DATA FOR THIS TASK Start Marker

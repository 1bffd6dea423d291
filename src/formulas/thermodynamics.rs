/// Stream in a system where no heat is lost to the surroundings; all added
/// heat raises the enthalpy of the components.
#[derive(Debug, Clone, PartialEq)]
pub struct AdiabaticSystem {
    /// lbm/hr
    pub mass_flow_rate_mdot: f64,
    /// F
    pub temperature_t: f64,
    /// Btu/lbm-F
    pub specific_heat_c: f64,
}

impl AdiabaticSystem {
    pub fn new(mass_flow_rate_mdot: f64, temperature_t: f64, specific_heat_c: f64) -> Self {
        AdiabaticSystem {
            mass_flow_rate_mdot,
            temperature_t,
            specific_heat_c,
        }
    }

    fn heat_to_reach(&self, temperature: f64) -> f64 {
        self.mass_flow_rate_mdot * self.specific_heat_c * (temperature - self.temperature_t)
    }

    /// Heat rate (Btu/hr) needed to bring both streams to `mixture_temperature`.
    pub fn heat_needed_to_mix_at_temperature(
        &self,
        other: &AdiabaticSystem,
        mixture_temperature: f64,
    ) -> f64 {
        self.heat_to_reach(mixture_temperature) + other.heat_to_reach(mixture_temperature)
    }
}

// --------------------------------------------------
//                      TESTS
// --------------------------------------------------

#[cfg(test)]
mod tests {
    use super::*;

    #[test]
    fn test_heat_needed_to_mix() {
        let water = AdiabaticSystem::new(2000.0, 60.0, 1.0);
        let oil = AdiabaticSystem::new(1000.0, 100.0, 0.6);

        // 2000 * 1 * (140 - 60) + 1000 * 0.6 * (140 - 100)
        assert_eq!(water.heat_needed_to_mix_at_temperature(&oil, 140.0), 184000.0);
        assert_eq!(
            water.heat_needed_to_mix_at_temperature(&oil, 140.0),
            oil.heat_needed_to_mix_at_temperature(&water, 140.0)
        );
    }

    #[test]
    fn test_mixing_at_own_temperature() {
        let a = AdiabaticSystem::new(500.0, 80.0, 1.0);
        assert_eq!(a.heat_needed_to_mix_at_temperature(&a, 80.0), 0.0);
    }
}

DATA FOR THIS TASK End Marker

WHAT THE TASK ASKS: Please output the exact lines of the records above, beginning with the first and stopping after the line that holds "fn heat_to_reach(&self, temperature: f64)", and nothing else.

RESULT OF THE EXERCISE:
repository 1bffd6dea423d291
filename src/formulas/thermodynamics.rs
/// Stream in a system where no heat is lost to the surroundings; all added
/// heat raises the enthalpy of the components.
#[derive(Debug, Clone, PartialEq)]
pub struct AdiabaticSystem {
    /// lbm/hr
    pub mass_flow_rate_mdot: f64,
    /// F
    pub temperature_t: f64,
    /// Btu/lbm-F
    pub specific_heat_c: f64,
}

impl AdiabaticSystem {
    pub fn new(mass_flow_rate_mdot: f64, temperature_t: f64, specific_heat_c: f64) -> Self {
        AdiabaticSystem {
            mass_flow_rate_mdot,
            temperature_t,
            specific_heat_c,
        }
    }

    fn heat_to_reach(&self, temperature: f64) -> f64 {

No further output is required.